I started by reaching out to my local art community and asking them what their process for finishing a painting was. Through this, I heard many different answers from each artist, but the one thing that remained consistent was that everyone had their own unique way of determining when a painting felt complete. Some said that they continued working until the colors felt just right; others talked about how they would keep refining the details until it felt balanced.

Next, I decided to take an online journey around the country, meeting and talking with artists in different cities, seeking advice on this mysterious but crucial topic.

The first artist I spoke with was an old friend of mine living in New York City. He had been painting for over forty years, so he was the perfect person to start my journey with. When I asked him how he knew when his paintings were finished, his answer surprised me: "I just know," he said. "I can spend months working on a single painting only to reach that point where it feels finished. It's like following my gut feeling." He explained further that sometimes it takes him a long time to recognize that a piece is complete, because he needs to look at it objectively without being too emotionally attached to it before he can determine if it's ready or not.

Next I "traveled" to Portland and had an enlightening conversation with a figurative painter who told me her secret for knowing when her work is done: she sets deadlines for herself! By having an end date in mind while working on a painting, she told me that she has more motivation and focus which allows her to finish the piece quicker than usual and determine if any final touches are needed afterwards before calling it complete.

The last artist I visited was an abstract painter living in Boulder. She said, "Don't be afraid of taking risks!

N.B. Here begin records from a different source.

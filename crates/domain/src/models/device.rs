//! Device domain model and accumulator state.

use chrono::{DateTime, Utc};
use serde::{Deserialize, Serialize};

use crate::models::attributes::AttributeBag;

/// Reported connection status of a device.
#[derive(Debug, Clone, Copy, PartialEq, Eq, Serialize, Deserialize)]
#[serde(rename_all = "lowercase")]
pub enum DeviceStatus {
    Online,
    Offline,
    Unknown,
}

impl DeviceStatus {
    pub fn as_str(&self) -> &'static str {
        match self {
            DeviceStatus::Online => "online",
            DeviceStatus::Offline => "offline",
            DeviceStatus::Unknown => "unknown",
        }
    }

    pub fn parse(s: &str) -> Option<Self> {
        match s {
            "online" => Some(DeviceStatus::Online),
            "offline" => Some(DeviceStatus::Offline),
            "unknown" => Some(DeviceStatus::Unknown),
            _ => None,
        }
    }
}

/// A registered tracker.
#[derive(Debug, Clone, Serialize, Deserialize)]
#[serde(rename_all = "camelCase")]
pub struct Device {
    pub id: i64,
    /// Identifier the device announces on the wire.
    pub unique_id: String,
    pub name: String,
    pub status: DeviceStatus,
    #[serde(skip_serializing_if = "Option::is_none")]
    pub last_update: Option<DateTime<Utc>>,
    #[serde(skip_serializing_if = "Option::is_none")]
    pub group_id: Option<i64>,
    #[serde(skip_serializing_if = "Option::is_none")]
    pub phone: Option<String>,
    #[serde(skip_serializing_if = "Option::is_none")]
    pub calendar_id: Option<i64>,
    #[serde(skip_serializing_if = "Option::is_none")]
    pub expiration_time: Option<DateTime<Utc>>,
    pub disabled: bool,
    #[serde(flatten)]
    pub accumulators: DeviceAccumulators,
    #[serde(default, skip_serializing_if = "AttributeBag::is_empty")]
    pub attributes: AttributeBag,
}

/// Per-device running state maintained by the position pipeline.
///
/// `total_distance` and `hours` only ever grow; they reset solely through
/// an explicit accumulator update from the administration surface.
#[derive(Debug, Clone, Default, PartialEq, Serialize, Deserialize)]
#[serde(rename_all = "camelCase")]
pub struct DeviceAccumulators {
    /// Meters travelled since the accumulator was last reset.
    pub total_distance: f64,
    /// Engine seconds accrued over ignition/motion windows.
    pub hours: i64,
    pub motion_state: bool,
    pub motion_streak: bool,
    #[serde(skip_serializing_if = "Option::is_none")]
    pub motion_position_id: Option<i64>,
    #[serde(skip_serializing_if = "Option::is_none")]
    pub motion_time: Option<DateTime<Utc>>,
    pub motion_distance: f64,
    pub overspeed_state: bool,
    #[serde(skip_serializing_if = "Option::is_none")]
    pub overspeed_time: Option<DateTime<Utc>>,
    #[serde(skip_serializing_if = "Option::is_none")]
    pub overspeed_geofence_id: Option<i64>,
}

impl Device {
    /// Whether the device is past its configured expiration.
    pub fn is_expired(&self, now: DateTime<Utc>) -> bool {
        self.expiration_time.map(|t| t <= now).unwrap_or(false)
    }
}

/// An identifier seen on the wire with no registered device behind it.
#[derive(Debug, Clone, Serialize, Deserialize)]
#[serde(rename_all = "camelCase")]
pub struct UnknownDevice {
    pub id: i64,
    pub unique_id: String,
    pub protocol: String,
    pub port: u16,
    pub transport: String,
    pub first_seen: DateTime<Utc>,
    pub last_seen: DateTime<Utc>,
    pub connection_count: i64,
    pub is_registered: bool,
    #[serde(skip_serializing_if = "Option::is_none")]
    pub registered_device_id: Option<i64>,
}
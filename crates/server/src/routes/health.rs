//! Health check endpoint handlers.

use axum::{extract::State, Json};
use serde::Serialize;

use crate::app::AppState;

/// Health check response.
#[derive(Debug, Serialize)]
#[serde(rename_all = "camelCase")]
pub struct HealthResponse {
    pub status: String,
    pub version: String,
    pub database: DatabaseHealth,
    pub hub_subscribers: usize,
    pub command_queue_depth: usize,
}

/// Database health status.
#[derive(Debug, Serialize)]
#[serde(rename_all = "camelCase")]
pub struct DatabaseHealth {
    pub connected: bool,
    #[serde(skip_serializing_if = "Option::is_none")]
    pub latency_ms: Option<u64>,
}

/// Full health check endpoint.
///
/// GET /health
pub async fn health_check(State(state): State<AppState>) -> Json<HealthResponse> {
    let database = match &state.pool {
        Some(pool) => {
            let start = std::time::Instant::now();
            let connected = sqlx::query("SELECT 1").execute(pool).await.is_ok();
            DatabaseHealth {
                connected,
                latency_ms: Some(start.elapsed().as_millis() as u64),
            }
        }
        None => DatabaseHealth {
            connected: false,
            latency_ms: None,
        },
    };

    let status = if state.pool.is_none() || database.connected {
        "ok"
    } else {
        "degraded"
    };

    Json(HealthResponse {
        status: status.to_string(),
        version: env!("CARGO_PKG_VERSION").to_string(),
        database,
        hub_subscribers: state.hub.subscriber_count(),
        command_queue_depth: state.engine.queue_depth(),
    })
}
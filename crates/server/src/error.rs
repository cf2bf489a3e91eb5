use axum::{
    http::StatusCode,
    response::{IntoResponse, Response},
    Json,
};
use serde::Serialize;
use thiserror::Error;

use crate::commands::CommandEngineError;
use domain::services::StoreError;

#[derive(Debug, Error)]
pub enum ApiError {
    #[error("Not found: {0}")]
    NotFound(String),

    #[error("Conflict: {0}")]
    Conflict(String),

    #[error("Validation error: {0}")]
    Validation(String),

    #[error("Internal error: {0}")]
    Internal(String),
}

#[derive(Debug, Serialize)]
struct ErrorBody {
    error: String,
    message: String,
}

impl IntoResponse for ApiError {
    fn into_response(self) -> Response {
        let (status, error_code, message) = match &self {
            ApiError::NotFound(msg) => (StatusCode::NOT_FOUND, "not_found", msg.clone()),
            ApiError::Conflict(msg) => (StatusCode::CONFLICT, "conflict", msg.clone()),
            ApiError::Validation(msg) => (StatusCode::BAD_REQUEST, "validation_error", msg.clone()),
            ApiError::Internal(msg) => {
                tracing::error!("Internal error: {}", msg);
                (
                    StatusCode::INTERNAL_SERVER_ERROR,
                    "internal_error",
                    "An internal error occurred".into(),
                )
            }
        };

        let body = ErrorBody {
            error: error_code.into(),
            message,
        };

        (status, Json(body)).into_response()
    }
}

impl From<StoreError> for ApiError {
    fn from(err: StoreError) -> Self {
        match err {
            StoreError::NotFound => ApiError::NotFound("Resource not found".into()),
            StoreError::Backend(msg) => ApiError::Internal(format!("Store error: {}", msg)),
        }
    }
}

impl From<CommandEngineError> for ApiError {
    fn from(err: CommandEngineError) -> Self {
        match err {
            CommandEngineError::NotFound => ApiError::NotFound("Command not found".into()),
            CommandEngineError::IllegalTransition(status) => ApiError::Conflict(format!(
                "Command in status {} cannot transition",
                status.as_str()
            )),
            CommandEngineError::Store(e) => e.into(),
        }
    }
}

impl From<validator::ValidationErrors> for ApiError {
    fn from(errors: validator::ValidationErrors) -> Self {
        let details: Vec<String> = errors
            .field_errors()
            .iter()
            .flat_map(|(field, errors)| {
                errors.iter().map(move |e| {
                    format!(
                        "{}: {}",
                        field,
                        e.message.clone().map(|m| m.to_string()).unwrap_or_default()
                    )
                })
            })
            .collect();
        ApiError::Validation(details.join(", "))
    }
}

#[cfg(test)]
mod tests {
    use super::*;

    #[test]
    fn test_store_error_mapping() {
        assert!(matches!(
            ApiError::from(StoreError::NotFound),
            ApiError::NotFound(_)
        ));
        assert!(matches!(
            ApiError::from(StoreError::Backend("boom".into())),
            ApiError::Internal(_)
        ));
    }

    #[test]
    fn test_engine_error_mapping() {
        assert!(matches!(
            ApiError::from(CommandEngineError::NotFound),
            ApiError::NotFound(_)
        ));
        assert!(matches!(
            ApiError::from(CommandEngineError::IllegalTransition(
                domain::models::CommandStatus::Executed
            )),
            ApiError::Conflict(_)
        ));
    }
}
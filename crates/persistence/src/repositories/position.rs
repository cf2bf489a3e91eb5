//! Position repository for database operations.

use async_trait::async_trait;
use chrono::{DateTime, Utc};
use sqlx::PgPool;

use crate::entities::{attributes_to_json, PositionEntity};
use crate::metrics::QueryTimer;
use domain::models::Position;
use domain::services::{PositionStore, StoreError};

/// Repository for position-related database operations.
///
/// Inserts are append-only; per-device ordering is preserved by the
/// monotonically assigned primary key.
#[derive(Clone)]
pub struct PositionRepository {
    pool: PgPool,
}

impl PositionRepository {
    /// Creates a new PositionRepository with the given connection pool.
    pub fn new(pool: PgPool) -> Self {
        Self { pool }
    }

    async fn insert_position(&self, position: &Position) -> Result<PositionEntity, sqlx::Error> {
        let timer = QueryTimer::new("insert_position");
        let result = sqlx::query_as::<_, PositionEntity>(
            r#"
            INSERT INTO positions (
                device_id, unknown_device_id, protocol, server_time, device_time,
                fix_time, valid, latitude, longitude, altitude, speed, course,
                accuracy, address, attributes
            )
            VALUES ($1, $2, $3, $4, $5, $6, $7, $8, $9, $10, $11, $12, $13, $14, $15)
            RETURNING id, device_id, unknown_device_id, protocol, server_time, device_time,
                      fix_time, valid, latitude, longitude, altitude, speed, course,
                      accuracy, address, attributes
            "#,
        )
        .bind(position.device_id)
        .bind(position.unknown_device_id)
        .bind(&position.protocol)
        .bind(position.server_time)
        .bind(position.device_time)
        .bind(position.fix_time)
        .bind(position.valid)
        .bind(position.latitude)
        .bind(position.longitude)
        .bind(position.altitude)
        .bind(position.speed)
        .bind(position.course)
        .bind(position.accuracy)
        .bind(&position.address)
        .bind(attributes_to_json(&position.attributes))
        .fetch_one(&self.pool)
        .await;
        timer.record();
        result
    }
}

#[async_trait]
impl PositionStore for PositionRepository {
    async fn insert(&self, position: Position) -> Result<Position, StoreError> {
        let entity = self
            .insert_position(&position)
            .await
            .map_err(super::map_err)?;
        Ok(entity.into())
    }

    async fn latest_per_device(&self) -> Result<Vec<Position>, StoreError> {
        let timer = QueryTimer::new("latest_positions_per_device");
        let entities = sqlx::query_as::<_, PositionEntity>(
            r#"
            SELECT DISTINCT ON (device_id)
                   id, device_id, unknown_device_id, protocol, server_time, device_time,
                   fix_time, valid, latitude, longitude, altitude, speed, course,
                   accuracy, address, attributes
            FROM positions
            WHERE device_id IS NOT NULL
            ORDER BY device_id, server_time DESC, id DESC
            "#,
        )
        .fetch_all(&self.pool)
        .await
        .map_err(super::map_err)?;
        timer.record();
        Ok(entities.into_iter().map(Into::into).collect())
    }

    async fn history(
        &self,
        device_id: i64,
        from: DateTime<Utc>,
        to: DateTime<Utc>,
    ) -> Result<Vec<Position>, StoreError> {
        let timer = QueryTimer::new("position_history");
        let entities = sqlx::query_as::<_, PositionEntity>(
            r#"
            SELECT id, device_id, unknown_device_id, protocol, server_time, device_time,
                   fix_time, valid, latitude, longitude, altitude, speed, course,
                   accuracy, address, attributes
            FROM positions
            WHERE device_id = $1
              AND server_time >= $2
              AND server_time <= $3
            ORDER BY server_time ASC, id ASC
            "#,
        )
        .bind(device_id)
        .bind(from)
        .bind(to)
        .fetch_all(&self.pool)
        .await
        .map_err(super::map_err)?;
        timer.record();
        Ok(entities.into_iter().map(Into::into).collect())
    }
}
//! Connection pool gauges.

use sqlx::PgPool;
use std::time::Duration;

use crate::jobs::maintenance::MaintenanceTask;

/// Periodically records connection pool gauges.
pub struct PoolGauges {
    pool: PgPool,
}

impl PoolGauges {
    pub fn new(pool: PgPool) -> Self {
        Self { pool }
    }
}

#[async_trait::async_trait]
impl MaintenanceTask for PoolGauges {
    fn name(&self) -> &'static str {
        "pool_gauges"
    }

    fn cadence(&self) -> Duration {
        Duration::from_secs(60)
    }

    async fn run(&self) -> Result<(), String> {
        persistence::metrics::record_pool_metrics(&self.pool);
        Ok(())
    }
}
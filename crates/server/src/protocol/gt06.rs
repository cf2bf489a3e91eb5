//! GT06 binary protocol (length-prefixed, CRC-ITU checked).
//!
//! Frames are `0x78 0x78 | length | protocol | content | serial(2) | crc(2)
//! | 0x0D 0x0A` where `length` counts protocol through crc. Identity is
//! bound by the login frame (0x01); position frames carry no identifier of
//! their own. Login and status frames must be acknowledged or the tracker
//! disconnects and retries.

use chrono::{TimeZone, Utc};

use domain::models::{keys, Command, CommandType, DecodedPosition, Device};

use super::{CommandEncodeError, Decoded, DecodeContext, DecodeError, FrameOutcome, Protocol};

pub const PROTOCOL_NAME: &str = "gt06";

const MSG_LOGIN: u8 = 0x01;
const MSG_POSITION: u8 = 0x12;
const MSG_STATUS: u8 = 0x13;
const MSG_STRING_INFO: u8 = 0x15;
const MSG_ALARM: u8 = 0x16;
const MSG_POSITION_2: u8 = 0x22;
const MSG_COMMAND: u8 = 0x80;

/// GT06 protocol handler.
#[derive(Debug, Default)]
pub struct Gt06Protocol;

/// CRC-ITU (X.25) over the given bytes.
fn crc_itu(data: &[u8]) -> u16 {
    let mut crc: u16 = 0xFFFF;
    for &byte in data {
        crc ^= byte as u16;
        for _ in 0..8 {
            if crc & 1 != 0 {
                crc = (crc >> 1) ^ 0x8408;
            } else {
                crc >>= 1;
            }
        }
    }
    !crc
}

/// Assembles a complete frame around `protocol_no` and `content`.
pub(crate) fn build_frame(protocol_no: u8, content: &[u8], serial: u16) -> Vec<u8> {
    let length = 1 + content.len() + 2 + 2;
    let mut body = Vec::with_capacity(length + 1);
    body.push(length as u8);
    body.push(protocol_no);
    body.extend_from_slice(content);
    body.extend_from_slice(&serial.to_be_bytes());
    let crc = crc_itu(&body);

    let mut frame = Vec::with_capacity(length + 5);
    frame.extend_from_slice(&[0x78, 0x78]);
    frame.extend_from_slice(&body);
    frame.extend_from_slice(&crc.to_be_bytes());
    frame.extend_from_slice(&[0x0D, 0x0A]);
    frame
}
//! Device endpoint handlers.

use axum::extract::{Path, State};
use axum::Json;
use serde::Deserialize;
use validator::Validate;

use crate::app::AppState;
use crate::error::ApiError;
use domain::models::Device;

/// List known devices with their live status and accumulators.
///
/// GET /api/devices
pub async fn list(State(state): State<AppState>) -> Result<Json<Vec<Device>>, ApiError> {
    Ok(Json(state.devices.list().await?))
}

/// Request payload for an explicit accumulator mutation.
#[derive(Debug, Deserialize, Validate)]
#[serde(rename_all = "camelCase")]
pub struct UpdateAccumulatorsRequest {
    #[validate(range(min = 0.0, message = "Total distance must be non-negative"))]
    pub total_distance: Option<f64>,

    #[validate(range(min = 0, message = "Hours must be non-negative"))]
    pub hours: Option<i64>,
}

/// Admin mutation of a device's accumulators (the only path that may move
/// them backwards).
///
/// POST /api/devices/{id}/accumulators
pub async fn update_accumulators(
    State(state): State<AppState>,
    Path(id): Path<i64>,
    Json(request): Json<UpdateAccumulatorsRequest>,
) -> Result<Json<Device>, ApiError> {
    request.validate()?;
    let mut device = state
        .devices
        .find_by_id(id)
        .await?
        .ok_or_else(|| ApiError::NotFound("Device not found".to_string()))?;

    if let Some(total_distance) = request.total_distance {
        device.accumulators.total_distance = total_distance;
    }
    if let Some(hours) = request.hours {
        device.accumulators.hours = hours;
    }
    state
        .devices
        .update_accumulators(id, device.accumulators.clone())
        .await?;
    Ok(Json(device))
}
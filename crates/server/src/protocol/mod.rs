//! Protocol handler contract and registry.
//!
//! A protocol turns raw transport bytes into discrete frames, frames into
//! protocol-neutral intermediates, and outbound commands into wire bytes.
//! Handlers are registered by name and looked up by the ingestion manager
//! and the command engine.

pub mod gt06;
pub mod h02;
pub mod listener;
pub mod osmand;
pub mod suntech;

use std::collections::HashMap;
use std::sync::Arc;
use thiserror::Error;

use domain::models::{Command, CommandType, DecodedPosition, Device};

/// Transport a listener binds.
#[derive(Debug, Clone, Copy, PartialEq, Eq, serde::Deserialize, serde::Serialize)]
#[serde(rename_all = "lowercase")]
pub enum Transport {
    Tcp,
    Udp,
    Http,
}

impl Transport {
    pub fn as_str(&self) -> &'static str {
        match self {
            Transport::Tcp => "tcp",
            Transport::Udp => "udp",
            Transport::Http => "http",
        }
    }
}

/// Result of scanning the receive buffer for one frame.
#[derive(Debug, Clone, Copy, PartialEq, Eq)]
pub enum FrameOutcome {
    /// A complete frame occupies the first `len` bytes.
    Frame { len: usize },
    /// The buffer holds only a frame prefix; re-enter once it grows.
    NeedMore,
    /// The buffer head is not a frame; drop `discard` bytes and rescan.
    Bad { discard: usize },
}

/// Mutable per-connection state a decoder may update (e.g. identity bound by
/// a login frame).
#[derive(Debug, Default)]
pub struct DecodeContext {
    pub unique_id: Option<String>,
}

/// Protocol-neutral intermediate produced by `decode`.
#[derive(Debug, Clone, PartialEq)]
pub enum Decoded {
    /// One or more position reports.
    Positions(Vec<DecodedPosition>),
    /// Identity announcement; `reply` goes back on the wire when set.
    Login {
        unique_id: String,
        reply: Option<Vec<u8>>,
    },
    /// Keep-alive; `reply` goes back on the wire when set.
    Heartbeat { reply: Option<Vec<u8>> },
    /// Reply correlating to an outstanding command.
    CommandResponse { executed: bool, response: String },
    /// Recognized but carrying nothing the pipeline consumes.
    Ignored,
}

/// Errors raised while decoding a frame.
#[derive(Debug, Error, PartialEq)]
pub enum DecodeError {
    #[error("bad frame: {0}")]
    BadFrame(String),
    #[error("unsupported message kind: {0}")]
    UnsupportedKind(String),
}

/// Errors raised while rendering an outbound command.
#[derive(Debug, Error, PartialEq)]
pub enum CommandEncodeError {
    #[error("command type {0} not supported by this protocol")]
    Unsupported(CommandType),
    #[error("missing required parameter: {0}")]
    MissingParameter(&'static str),
}

/// Contract every protocol handler implements.
///
/// `frame` must be pure over the buffer and never block; memory is bounded
/// by `max_frame_len` (oversized heads come back as `Bad`).
pub trait Protocol: Send + Sync {
    fn name(&self) -> &'static str;

    fn frame(&self, buf: &[u8], max_frame_len: usize) -> FrameOutcome;

    fn decode(&self, frame: &[u8], ctx: &mut DecodeContext) -> Result<Decoded, DecodeError>;

    fn encode_command(
        &self,
        command: &Command,
        device: &Device,
    ) -> Result<Vec<u8>, CommandEncodeError>;

    /// SMS rendering of a command; defaults to the wire rendering when it is
    /// printable text.
    fn encode_sms_command(
        &self,
        command: &Command,
        device: &Device,
    ) -> Result<String, CommandEncodeError> {
        let bytes = self.encode_command(command, device)?;
        String::from_utf8(bytes).map_err(|_| CommandEncodeError::Unsupported(command.command_type))
    }
}

/// Name-indexed protocol handlers.
#[derive(Clone, Default)]
pub struct ProtocolRegistry {
    handlers: HashMap<String, Arc<dyn Protocol>>,
}

impl ProtocolRegistry {
    pub fn new() -> Self {
        Self::default()
    }

    /// Registry with the built-in protocol set.
    pub fn with_defaults() -> Self {
        let mut registry = Self::new();
        registry.register(Arc::new(suntech::SuntechProtocol::new()));
        registry.register(Arc::new(gt06::Gt06Protocol::new()));
        registry.register(Arc::new(h02::H02Protocol::new()));
        registry.register(Arc::new(osmand::OsmandProtocol::new()));
        registry
    }

    pub fn register(&mut self, handler: Arc<dyn Protocol>) {
        self.handlers.insert(handler.name().to_string(), handler);
    }

    pub fn get(&self, name: &str) -> Option<Arc<dyn Protocol>> {
        self.handlers.get(name).cloned()
    }

    pub fn names(&self) -> Vec<String> {
        let mut names: Vec<String> = self.handlers.keys().cloned().collect();
        names.sort();
        names
    }
}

If you're unsure whether or not your painting is ready, make a bold move such as adding or removing elements from your piece until it achieves what you want it to express." This was an interesting concept. Sometimes finishing a painting is just simply making one last big change instead of wasting time trying to make small adjustments here and there that won't get you anywhere closer to completion.

By hearing these stories from other artists, I now have some great ideas about determining when my own paintings are finished. But, at the end of the day, sometimes it just feels right!